米国のエネルギー事業大手であるAmerican Electric Power(AEP)社は11月3日、今後3年間で18億ドル(約2050億円)を再生可能エネルギー設備に投資する計画を発表した。

 同社が2018年の業績見通しと、設備投資に関する計画の一環として明らかにしたもの。2018年から2020年までの3年間に、182億ドル(約2兆70億円)を設備投資にあてるとし、その内72%の131億ドルを送配電事業に、18億ドルを再エネ事業にそれぞれ割り当てる。

 再エネ設備の内訳は未公表だが、今後7年間で風力と太陽光の発電設備の合計3570MW(3.57GW)を増設するとしている。過半は風力発電となるが、メガソーラー(大規模太陽光発電所)など太陽光も1GW以上を占めると見られる。

 同社は今回発表した設備投資計画とは別に、2018年に規制当局の認可を得る予定の風力発電プロジェクト「ウインド・キャッチャー(Wind Catcher)」をオクラホマ州で検討中という。同プロジェクトは総額45億ドル、出力2000MW(2GW)で、完成を予定する2020年の時点で、米国最大の風力発電所になると見込む。

 AEPはオハイオ州コロンバスを拠点に、11州の約540万件の顧客にエネルギーを供給している。発電事業でも全米最大規模の事業者の1社であり、総設備容量は3万3000MW(33GW)、そのうち再生可能エネルギーは4200MW(4.2GW)。

 同社は2016年11月にも再エネを含む事業計画を発表していたが、その時点では風力500MW、太陽光400MWなどを新規に導入するとしていた(関連記事)。今回の発表を当時と比較すると、風力と太陽光の容量の合計で約5~6倍の増強となっている。

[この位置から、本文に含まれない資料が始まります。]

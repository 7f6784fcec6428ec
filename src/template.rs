//! Address format strings.
//!
//! A format string is literal text interleaved with directives:
//!
//! | Directive  | Meaning             |
//! |------------|---------------------|
//! | `%N`       | name                |
//! | `%O`       | organization        |
//! | `%A`       | street address      |
//! | `%D`       | dependent locality  |
//! | `%C`       | locality            |
//! | `%S`       | administrative area |
//! | `%Z`       | post code           |
//! | `%X`       | sorting code        |
//! | `%country` | country name        |
//! | `%n`       | line break          |

use std::fmt;
use std::str::FromStr;

use serde::de::{self, Deserializer};
use serde::ser::Serializer;
use serde::{Deserialize, Serialize};

use crate::constants::COUNTRY_DIRECTIVE;
use crate::error::{FormatError, FormatErrorKind};
use crate::field::{Field, FieldSet};

/// One element of a parsed format string.
#[derive(Debug, Clone, PartialEq, Eq, Hash)]
pub enum Token {
    /// Text copied to the output as is
    Literal(String),
    /// An address field
    Field(Field),
    /// A line break
    Newline,
}

/// A parsed address format string.
///
/// # Examples
///
/// ```
/// use intl_address::{AddressFormat, Field, Token};
///
/// let format = AddressFormat::parse("%C %S %Z").unwrap();
/// assert_eq!(format.tokens()[0], Token::Field(Field::Locality));
/// assert_eq!(format.to_string(), "%C %S %Z");
/// ```
#[derive(Debug, Clone, PartialEq, Eq, Hash)]
pub struct AddressFormat {
    tokens: Vec<Token>,
    source: String,
}

impl AddressFormat {
    /// Parses a format string.
    ///
    /// # Errors
    ///
    /// Returns `FormatError` if the string ends with a lone `%` or contains
    /// a directive other than the ones listed in the module documentation.
    pub fn parse(input: &str) -> Result<Self, FormatError> {
        let mut tokens = Vec::new();
        let mut literal = String::new();
        let mut rest = input;

        while let Some(idx) = rest.find('%') {
            literal.push_str(&rest[..idx]);
            let position = input.len() - rest.len() + idx;
            let after = &rest[idx + 1..];

            let (token, consumed) = if after.starts_with(&COUNTRY_DIRECTIVE[1..]) {
                (Token::Field(Field::Country), COUNTRY_DIRECTIVE.len() - 1)
            } else {
                let Some(directive) = after.chars().next() else {
                    return Err(FormatError {
                        format: input.to_string(),
                        kind: FormatErrorKind::DanglingPercent { position },
                    });
                };
                let token = if directive == 'n' {
                    Token::Newline
                } else {
                    let mut buf = [0u8; 4];
                    match Field::from_key(directive.encode_utf8(&mut buf)) {
                        Some(field) => Token::Field(field),
                        None => {
                            return Err(FormatError {
                                format: input.to_string(),
                                kind: FormatErrorKind::UnknownDirective {
                                    directive,
                                    position,
                                },
                            });
                        }
                    }
                };
                (token, directive.len_utf8())
            };

            if !literal.is_empty() {
                tokens.push(Token::Literal(std::mem::take(&mut literal)));
            }
            tokens.push(token);
            rest = &after[consumed..];
        }

        literal.push_str(rest);
        if !literal.is_empty() {
            tokens.push(Token::Literal(literal));
        }

        Ok(Self {
            tokens,
            source: input.to_string(),
        })
    }

    /// Returns the parsed tokens.
    #[must_use]
    pub fn tokens(&self) -> &[Token] {
        &self.tokens
    }

    /// Returns the original format string.
    #[must_use]
    pub fn as_str(&self) -> &str {
        &self.source
    }

    /// Returns the set of fields the format references.
    #[must_use]
    pub fn fields(&self) -> FieldSet {
        self.tokens
            .iter()
            .filter_map(|t| match t {
                Token::Field(f) => Some(*f),
                _ => None,
            })
            .collect()
    }

    /// Returns true if the format references `field`.
    #[must_use]
    pub fn contains(&self, field: Field) -> bool {
        self.tokens.contains(&Token::Field(field))
    }

    /// Returns a copy with a country line added.
    ///
    /// Latinized formats read top-down from the most specific field, so the
    /// country goes last; native formats put it first.
    #[must_use]
    pub fn with_country_line(&self, at_end: bool) -> Self {
        let mut tokens = Vec::with_capacity(self.tokens.len() + 2);
        let source = if at_end {
            tokens.extend(self.tokens.iter().cloned());
            tokens.push(Token::Newline);
            tokens.push(Token::Field(Field::Country));
            format!("{}%n{COUNTRY_DIRECTIVE}", self.source)
        } else {
            tokens.push(Token::Field(Field::Country));
            tokens.push(Token::Newline);
            tokens.extend(self.tokens.iter().cloned());
            format!("{COUNTRY_DIRECTIVE}%n{}", self.source)
        };
        Self { tokens, source }
    }
}

impl fmt::Display for AddressFormat {
    fn fmt(&self, f: &mut fmt::Formatter<'_>) -> fmt::Result {
        f.write_str(&self.source)
    }
}

impl FromStr for AddressFormat {
    type Err = FormatError;

    fn from_str(s: &str) -> Result<Self, Self::Err> {
        Self::parse(s)
    }
}

impl AsRef<str> for AddressFormat {
    fn as_ref(&self) -> &str {
        &self.source
    }
}

impl Serialize for AddressFormat {
    fn serialize<S: Serializer>(&self, serializer: S) -> Result<S::Ok, S::Error> {
        serializer.serialize_str(&self.source)
    }
}

impl<'de> Deserialize<'de> for AddressFormat {
    fn deserialize<D: Deserializer<'de>>(deserializer: D) -> Result<Self, D::Error> {
        let s = String::deserialize(deserializer)?;
        Self::parse(&s).map_err(de::Error::custom)
    }
}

 AEPの拠点があるオハイオ州は、米国でも石炭の産出量が多い地域の一つである。同社も従来は電源構成で石炭火力の占める比率が高く、大気汚染や温室効果ガスなどの排出で批判の矢面に立たされることもあった。オバマ政権下ではクリーンコール技術を推進する業界団体に加盟し、気候変動対策に反対する姿勢も示していたという。

 化石燃料への回帰を公言するトランプ政権の誕生後も再生可能エネルギーの導入量を大幅に増加するという同社の事業戦略は、持続可能性や環境への配慮だけでなく、経済性の点でも風力や太陽光が化石燃料に見劣りしない水準となったことを意味していると思われる。